We assessed the long-term safety and efficacy of subcutaneous tetrodotoxin treatment in reducing the intensity of chronic cancer-related pain.
In this multicentre open-label longitudinal trial, 30 μg tetrodotoxin was administered subcutaneously twice daily for 4 days in a heterogeneous cohort of patients with persistent pain despite opioids and other analgesics. "Responder" was defined as a mean reduction of 30% or more in pain intensity from baseline; and "clinical responder" as some pain reduction, but less than 30%, plus agreement on the part of both the patient and the physician that a meaningful analgesic response to treatment had occurred.
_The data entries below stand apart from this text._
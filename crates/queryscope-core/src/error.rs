//! Error types for query tokenization and suggestion enrichment.
//!
//! # Error Handling Strategy
//!
//! The engine never surfaces an error to its caller; `get_suggestions`
//! always resolves to a (possibly empty) suggestion list. Internally two
//! complementary patterns are used:
//!
//! - [`ParseError`]: tolerated syntax problems recorded while tokenizing and
//!   segmenting the query. They are accumulated on the
//!   [`crate::types::AutocompleteResult`] and processing continues with the
//!   partial structure.
//!
//! - [`ValueFetchError`]: failures of the caller-supplied value-fetch
//!   collaborator. These are caught at the enrichment boundary; value
//!   suggestions are omitted and every other suggestion is preserved.

use std::fmt;

use thiserror::Error;

/// Error encountered while tokenizing or segmenting a query.
///
/// Preserves structured position information when the underlying tokenizer
/// provides it.
#[derive(Debug, Clone, PartialEq, Eq)]
pub struct ParseError {
    /// Human-readable error message.
    pub message: String,
    /// Position where the error occurred, if available.
    pub position: Option<Position>,
    /// The specific category of parse error.
    pub kind: ParseErrorKind,
}

/// Position information for a parse error.
#[derive(Debug, Clone, Copy, PartialEq, Eq)]
pub struct Position {
    /// Line number (1-indexed).
    pub line: usize,
    /// Column number (1-indexed).
    pub column: usize,
}

/// Category of parse error for programmatic handling.
#[derive(Debug, Clone, Copy, PartialEq, Eq, Default)]
pub enum ParseErrorKind {
    /// Unexpected token in input.
    #[default]
    SyntaxError,
    /// Clause or command cut off at the end of input.
    UnexpectedEof,
    /// Tokenization error (e.g. an unterminated string literal).
    LexerError,
}

impl ParseError {
    /// Creates a new parse error with just a message.
    pub fn new(message: impl Into<String>) -> Self {
        Self {
            message: message.into(),
            position: None,
            kind: ParseErrorKind::SyntaxError,
        }
    }

    /// Creates a parse error with position information.
    pub fn with_position(message: impl Into<String>, line: usize, column: usize) -> Self {
        Self {
            message: message.into(),
            position: Some(Position { line, column }),
            kind: ParseErrorKind::SyntaxError,
        }
    }

    /// Sets the error kind.
    pub fn with_kind(mut self, kind: ParseErrorKind) -> Self {
        self.kind = kind;
        self
    }
}

impl fmt::Display for ParseError {
    fn fmt(&self, f: &mut fmt::Formatter<'_>) -> fmt::Result {
        write!(f, "Parse error")?;

        if let Some(pos) = self.position {
            write!(f, " at line {}, column {}", pos.line, pos.column)?;
        }

        write!(f, ": {}", self.message)
    }
}

impl std::error::Error for ParseError {}

impl From<sqlparser::tokenizer::TokenizerError> for ParseError {
    fn from(err: sqlparser::tokenizer::TokenizerError) -> Self {
        Self {
            message: err.message,
            position: Some(Position {
                line: err.location.line as usize,
                column: err.location.column as usize,
            }),
            kind: ParseErrorKind::LexerError,
        }
    }
}

/// Error returned by a [`crate::enrich::ValueFetcher`] implementation.
///
/// The engine wraps every fetch in a guard; these errors never propagate
/// past the enrichment boundary.
#[derive(Debug, Clone, Error)]
pub enum ValueFetchError {
    /// The backing value source cannot be reached at all.
    #[error("value source unavailable: {0}")]
    Unavailable(String),
    /// The fetch itself failed (timeout, bad response, ...).
    #[error("value fetch failed for column `{column}`: {message}")]
    Fetch { column: String, message: String },
}
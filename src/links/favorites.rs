//! Quick-access favorites.

use chrono::{DateTime, Utc};
use serde::{Deserialize, Serialize};

use super::{host_of, normalize_url};
use crate::error::{DashboardError, Result};
use crate::store::{self, keys, BundleKind, StateStore};

pub const FAVORITE_BUNDLE: BundleKind = BundleKind {
    label: "favorites",
    legacy_key: "favorites",
    required_fields: &["id", "name", "url"],
};

pub const FAVORITES_EXPORT_FILE: &str = "favorites-export.json";

#[derive(Debug, Clone, PartialEq, Eq, Serialize, Deserialize)]
pub struct Favorite {
    pub id: String,
    pub name: String,
    pub url: String,
    pub description: String,
}

/// Icon class for a favorite, picked from its host
pub fn site_icon(url: &str) -> &'static str {
    let host = host_of(url).to_lowercase();
    if host.contains("agencymatrix") {
        "fa-shield-halved"
    } else if host.contains("nationwide") {
        "fa-flag-usa"
    } else if host.contains("progressive") {
        "fa-chart-line"
    } else if host.contains("zillow") {
        "fa-house"
    } else if host.contains("claude.ai") {
        "fa-robot"
    } else {
        "fa-link"
    }
}

pub struct FavoriteList {
    store: StateStore,
    items: Vec<Favorite>,
}

impl FavoriteList {
    pub fn load(store: StateStore) -> Self {
        let items = store.load_or_default(keys::FAVORITES);
        Self { store, items }
    }

    pub fn items(&self) -> &[Favorite] {
        &self.items
    }

    pub fn find(&self, id: &str) -> Result<&Favorite> {
        self.items
            .iter()
            .find(|f| f.id == id)
            .ok_or_else(|| DashboardError::NotFound(format!("favorite {}", id)))
    }

    /// Append a favorite. The description is the URL's host.
    pub fn add(&mut self, name: &str, url: &str) -> Result<Favorite> {
        let name = name.trim();
        if name.is_empty() {
            return Err(DashboardError::MissingField("Favorite name".to_string()));
        }
        if url.trim().is_empty() {
            return Err(DashboardError::MissingField("URL".to_string()));
        }
        let url = normalize_url(url)?;

        let favorite = Favorite {
            id: uuid::Uuid::new_v4().to_string(),
            name: name.to_string(),
            description: url.host_str().unwrap_or(url.as_str()).to_string(),
            url: url.to_string(),
        };
        let mut next = self.items.clone();
        next.push(favorite.clone());
        self.commit(next)?;
        Ok(favorite)
    }

    pub fn remove(&mut self, id: &str) -> Result<Favorite> {
        let index = self
            .items
            .iter()
            .position(|f| f.id == id)
            .ok_or_else(|| DashboardError::NotFound(format!("favorite {}", id)))?;
        let mut next = self.items.clone();
        let removed = next.remove(index);
        self.commit(next)?;
        Ok(removed)
    }

    pub fn export(&self, now: DateTime<Utc>) -> Result<String> {
        store::export_bundle(&FAVORITE_BUNDLE, &self.items, now)
    }

    pub fn import(&mut self, raw: &str) -> Result<usize> {
        let items = store::import_bundle(&FAVORITE_BUNDLE, raw)?;
        self.commit(items)?;
        Ok(self.items.len())
    }

    /// Save `next` and adopt it. On a failed save the current list is kept.
    fn commit(&mut self, next: Vec<Favorite>) -> Result<()> {
        self.store.save(keys::FAVORITES, &next)?;
        self.items = next;
        Ok(())
    }
}
//! Search, GIS, portal, favorite and quick-action commands.

use std::path::{Path, PathBuf};

use chrono::{Local, Utc};

use super::{notify, DashboardState, Notice};
use crate::error::{DashboardError, Result};
use crate::links::favorites::FAVORITES_EXPORT_FILE;
use crate::links::search::{find_quick_action, AGENCY_HOME_URL, NEW_CUSTOMER_URL};
use crate::links::{
    clients_folder_url, gis_lookup, search_url, Favorite, FavoriteList, GisTarget, Portal,
    PortalDirectory, PortalInput, QuickAction, SearchMode, QUICK_ACTIONS,
};
use crate::store::{counter, SearchCounter};

/// Open the search page for `query` and count it
pub fn search(state: &DashboardState, mode: SearchMode, query: &str) -> Notice {
    let result = search_url(mode, query).and_then(|url| {
        state.export.open_url(&url)?;
        counter::increment(&state.store)
    });
    notify(result, |_| Notice::info(format!("Searching {}...", mode)))
}

pub fn searches_today(state: &DashboardState) -> SearchCounter {
    counter::current(&state.store, Local::now().date_naive())
}

/// Resolve the county GIS page. Opening it is left to the caller.
pub fn lookup_gis(address: &str) -> std::result::Result<GisTarget, String> {
    Ok(gis_lookup(address)?)
}

pub fn open_url(state: &DashboardState, url: &str) -> Notice {
    notify(state.export.open_url(url), |_| Notice::info("Opened."))
}

pub fn open_clients_folder(state: &DashboardState) -> Notice {
    open_url(state, &clients_folder_url())
}

pub fn open_agency_home(state: &DashboardState) -> Notice {
    open_url(state, AGENCY_HOME_URL)
}

pub fn open_new_customer(state: &DashboardState) -> Notice {
    open_url(state, NEW_CUSTOMER_URL)
}

pub fn list_quick_actions() -> &'static [QuickAction] {
    QUICK_ACTIONS
}

pub fn open_quick_action(state: &DashboardState, title: &str) -> Notice {
    notify(
        find_quick_action(title).and_then(|action| state.export.open_url(action.url)),
        |_| Notice::info(format!("Opening {}...", title.trim())),
    )
}

// -- portals --

fn portals(state: &DashboardState) -> PortalDirectory {
    PortalDirectory::load(state.store.clone())
}

pub fn list_portals(state: &DashboardState) -> Vec<Portal> {
    portals(state).all()
}

pub fn add_portal(state: &DashboardState, input: PortalInput) -> Notice {
    notify(portals(state).add(input), |portal| {
        Notice::success(format!("Portal \"{}\" added.", portal.name))
    })
}

pub fn remove_portal(state: &DashboardState, id: &str) -> Notice {
    notify(portals(state).remove(id), |_| Notice::info("Portal removed."))
}

pub fn reset_portals(state: &DashboardState) -> Notice {
    notify(portals(state).reset(), |_| {
        Notice::info("Portals reset to defaults.")
    })
}

pub fn open_portal(state: &DashboardState, id: &str) -> Notice {
    notify(
        portals(state)
            .find(id)
            .and_then(|portal| state.export.open_url(&portal.url)),
        |_| Notice::info("Opening portal..."),
    )
}

pub fn export_portals(state: &DashboardState) -> std::result::Result<PathBuf, String> {
    let raw = portals(state).export(Utc::now())?;
    let file_name = format!("portals-export-{}.json", Local::now().format("%Y-%m-%d"));
    Ok(state.export.save_file(&file_name, &raw)?)
}

pub fn import_portals(state: &DashboardState, path: &Path) -> Notice {
    let result = read(path).and_then(|raw| portals(state).import(&raw));
    notify(result, |count| {
        Notice::success(format!("Imported {} portals.", count))
    })
}

// -- favorites --

fn favorites(state: &DashboardState) -> FavoriteList {
    FavoriteList::load(state.store.clone())
}

pub fn list_favorites(state: &DashboardState) -> Vec<Favorite> {
    favorites(state).items().to_vec()
}

pub fn add_favorite(state: &DashboardState, name: &str, url: &str) -> Notice {
    notify(favorites(state).add(name, url), |fav| {
        Notice::success(format!("\"{}\" added to favorites.", fav.name))
    })
}

pub fn remove_favorite(state: &DashboardState, id: &str) -> Notice {
    notify(favorites(state).remove(id), |_| Notice::info("Favorite removed."))
}

pub fn open_favorite(state: &DashboardState, id: &str) -> Notice {
    let list = favorites(state);
    let result = list
        .find(id)
        .and_then(|fav| state.export.open_url(&fav.url));
    notify(result, |_| Notice::info("Opening favorite..."))
}

pub fn export_favorites(state: &DashboardState) -> std::result::Result<PathBuf, String> {
    let raw = favorites(state).export(Utc::now())?;
    Ok(state.export.save_file(FAVORITES_EXPORT_FILE, &raw)?)
}

pub fn import_favorites(state: &DashboardState, path: &Path) -> Notice {
    let result = read(path).and_then(|raw| favorites(state).import(&raw));
    notify(result, |count| {
        Notice::success(format!("Imported {} favorites.", count))
    })
}

fn read(path: &Path) -> Result<String> {
    std::fs::read_to_string(path).map_err(DashboardError::from)
}

#[cfg(test)]
mod tests {
    use super::super::testing::session;
    use super::*;
    use crate::error::NoticeLevel;
    use crate::workflow::fake::{FakeBackend, FakeReply};

    #[test]
    fn test_search_opens_and_counts() {
        let s = session(FakeBackend::new(FakeReply::text("x")));
        let notice = search(&s.state, SearchMode::Web, "umbrella policy");
        assert_eq!(notice, Notice::info("Searching web..."));
        assert_eq!(
            s.launcher.opened(),
            vec!["https://www.google.com/search?q=umbrella%20policy"]
        );
        assert_eq!(searches_today(&s.state).count, 1);

        let blank = search(&s.state, SearchMode::Web, " ");
        assert_eq!(blank.level, NoticeLevel::Warning);
        assert_eq!(searches_today(&s.state).count, 1);
    }

    #[test]
    fn test_portal_commands() {
        let s = session(FakeBackend::new(FakeReply::text("x")));
        let bad = add_portal(
            &s.state,
            PortalInput {
                name: "Bad".into(),
                url: "https://bad host".into(),
                ..PortalInput::default()
            },
        );
        assert_eq!(bad.level, NoticeLevel::Danger);

        let ok = add_portal(
            &s.state,
            PortalInput {
                name: "Travelers".into(),
                url: "travelers.com".into(),
                ..PortalInput::default()
            },
        );
        assert_eq!(ok.level, NoticeLevel::Success);
        assert_eq!(list_portals(&s.state).len(), 8);

        open_portal(&s.state, "nationwide");
        assert_eq!(
            s.launcher.opened(),
            vec!["https://agentcenter.nationwide.com/home"]
        );

        let path = export_portals(&s.state).unwrap();
        reset_portals(&s.state);
        assert_eq!(list_portals(&s.state).len(), 7);
        assert_eq!(import_portals(&s.state, &path).level, NoticeLevel::Success);
        assert_eq!(list_portals(&s.state).len(), 8);
    }

    #[test]
    fn test_favorite_commands() {
        let s = session(FakeBackend::new(FakeReply::text("x")));
        assert!(export_favorites(&s.state).is_err());
        add_favorite(&s.state, "Zillow", "zillow.com");
        let favs = list_favorites(&s.state);
        assert_eq!(favs[0].description, "zillow.com");

        open_favorite(&s.state, &favs[0].id);
        assert_eq!(s.launcher.opened(), vec!["https://zillow.com/"]);

        let path = export_favorites(&s.state).unwrap();
        assert_eq!(path.file_name().unwrap(), "favorites-export.json");
        remove_favorite(&s.state, &favs[0].id);
        assert!(list_favorites(&s.state).is_empty());
        import_favorites(&s.state, &path);
        assert_eq!(list_favorites(&s.state).len(), 1);
    }

    #[test]
    fn test_quick_actions_and_gis() {
        let s = session(FakeBackend::new(FakeReply::text("x")));
        assert_eq!(open_quick_action(&s.state, "Reports").level, NoticeLevel::Info);
        assert_eq!(open_quick_action(&s.state, "Nope").level, NoticeLevel::Danger);
        assert_eq!(list_quick_actions().len(), 7);

        let target = lookup_gis("5 Main St, Raleigh, Wake County").unwrap();
        assert_eq!(target.county, "Wake County");
        assert!(lookup_gis("5 Main St").unwrap_err().contains("county"));
    }
}
//! Response shapes: the JSON object a panel expects back from the model.

use serde_json::{json, Map, Value};

#[derive(Debug, Clone, Copy, PartialEq, Eq)]
pub enum FieldKind {
    String,
    Number,
    Boolean,
}

impl FieldKind {
    fn schema_type(self) -> &'static str {
        match self {
            FieldKind::String => "STRING",
            FieldKind::Number => "NUMBER",
            FieldKind::Boolean => "BOOLEAN",
        }
    }
}

#[derive(Debug, Clone)]
pub struct FieldSpec {
    pub name: &'static str,
    pub kind: FieldKind,
    pub description: Option<&'static str>,
}

impl FieldSpec {
    const fn string(name: &'static str) -> Self {
        Self {
            name,
            kind: FieldKind::String,
            description: None,
        }
    }

    const fn described(name: &'static str, description: &'static str) -> Self {
        Self {
            name,
            kind: FieldKind::String,
            description: Some(description),
        }
    }
}

/// Declared schema plus the fields the validator enforces.
///
/// `required` is sent to the service. `enforced` is what a reply must carry
/// to be accepted; it can be looser than `required` (a task with a bad due
/// date is still a task).
#[derive(Debug, Clone)]
pub struct ResponseShape {
    pub fields: Vec<FieldSpec>,
    pub required: Vec<&'static str>,
    pub enforced: Vec<&'static str>,
}

impl ResponseShape {
    /// `{ subject, htmlBody }`, both required
    pub fn document() -> Self {
        Self {
            fields: vec![
                FieldSpec::described(
                    "subject",
                    "A compelling email subject line based on the document content (e.g., 'Your Homeowners Quote is Ready' or 'Important Update on Your Auto Policy').",
                ),
                FieldSpec::described(
                    "htmlBody",
                    "The complete, self-contained HTML code for the email body, styled for Gmail and mobile.",
                ),
            ],
            required: vec!["subject", "htmlBody"],
            enforced: vec!["subject", "htmlBody"],
        }
    }

    /// Structured task extracted from free text or a PDF
    pub fn task() -> Self {
        Self {
            fields: vec![
                FieldSpec::string("text"),
                FieldSpec::string("dueDate"),
                FieldSpec::string("priority"),
                FieldSpec::string("customerName"),
                FieldSpec::string("phone"),
                FieldSpec::string("email"),
                FieldSpec {
                    name: "customerValue",
                    kind: FieldKind::Number,
                    description: None,
                },
                FieldSpec::string("taskType"),
                FieldSpec::string("followUpDate"),
                FieldSpec::string("carrier"),
                FieldSpec::string("policyNumber"),
                FieldSpec::string("description"),
                FieldSpec::string("internalNotes"),
                FieldSpec {
                    name: "isRecurring",
                    kind: FieldKind::Boolean,
                    description: None,
                },
            ],
            required: vec!["text", "dueDate", "priority"],
            enforced: vec!["text"],
        }
    }

    /// Gemini `responseSchema` object
    pub fn to_schema(&self) -> Value {
        let mut properties = Map::new();
        for field in &self.fields {
            let mut prop = json!({ "type": field.kind.schema_type() });
            if let Some(description) = field.description {
                prop["description"] = Value::String(description.to_string());
            }
            properties.insert(field.name.to_string(), prop);
        }

        json!({
            "type": "OBJECT",
            "properties": properties,
            "required": self.required,
        })
    }
}
//! Due-date parsing and display.

use chrono::NaiveDate;
use once_cell::sync::Lazy;
use regex::Regex;

static DATE_FORMAT: Lazy<Regex> =
    Lazy::new(|| Regex::new(r"^\d{4}-\d{2}-\d{2}$").expect("Invalid regex"));

/// Parse a strict `YYYY-MM-DD` date
pub fn parse_due(value: &str) -> Option<NaiveDate> {
    if !DATE_FORMAT.is_match(value) {
        return None;
    }
    NaiveDate::parse_from_str(value, "%Y-%m-%d").ok()
}

#[derive(Debug, Clone, PartialEq, Eq)]
pub struct DueLabel {
    pub text: String,
    pub overdue: bool,
}

/// Human label for a due date relative to `today`
///
/// Empty for no date, `Invalid Date` for anything that does not parse,
/// otherwise `Today`, `Tomorrow`, `Overdue` or a short `Mon D` date.
pub fn describe_due(due: Option<&str>, today: NaiveDate) -> DueLabel {
    let Some(raw) = due.filter(|d| !d.is_empty()) else {
        return DueLabel {
            text: String::new(),
            overdue: false,
        };
    };

    let Some(date) = parse_due(raw) else {
        return DueLabel {
            text: "Invalid Date".to_string(),
            overdue: false,
        };
    };

    let days = (date - today).num_days();
    let overdue = days < 0;
    let text = match days {
        0 => "Today".to_string(),
        1 => "Tomorrow".to_string(),
        d if d < 0 => "Overdue".to_string(),
        _ => date.format("%b %-d").to_string(),
    };

    DueLabel { text, overdue }
}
Of 45 patients who entered the longitudinal trial, 41 had sufficient data for analysis. Of all 45 patients, 21 (47%) met the criteria for "responder" [16 patients (36%)] or "clinical responder" [5 patients (11%)]. Onset of pain relief was typically cumulative over days, and after administration ended, the analgesic effect subsided over the course of a few weeks. No evidence of loss of analgesic effect was observed during subsequent treatments (2526 patient-days in total and a maximum of 400 days in 1 patient). One patient withdrew from the study because of adverse events. Toxicity was usually mild (82%) or moderate (13%), and remained so through subsequent treatment cycles, with no evidence of cumulative toxicity or tolerance.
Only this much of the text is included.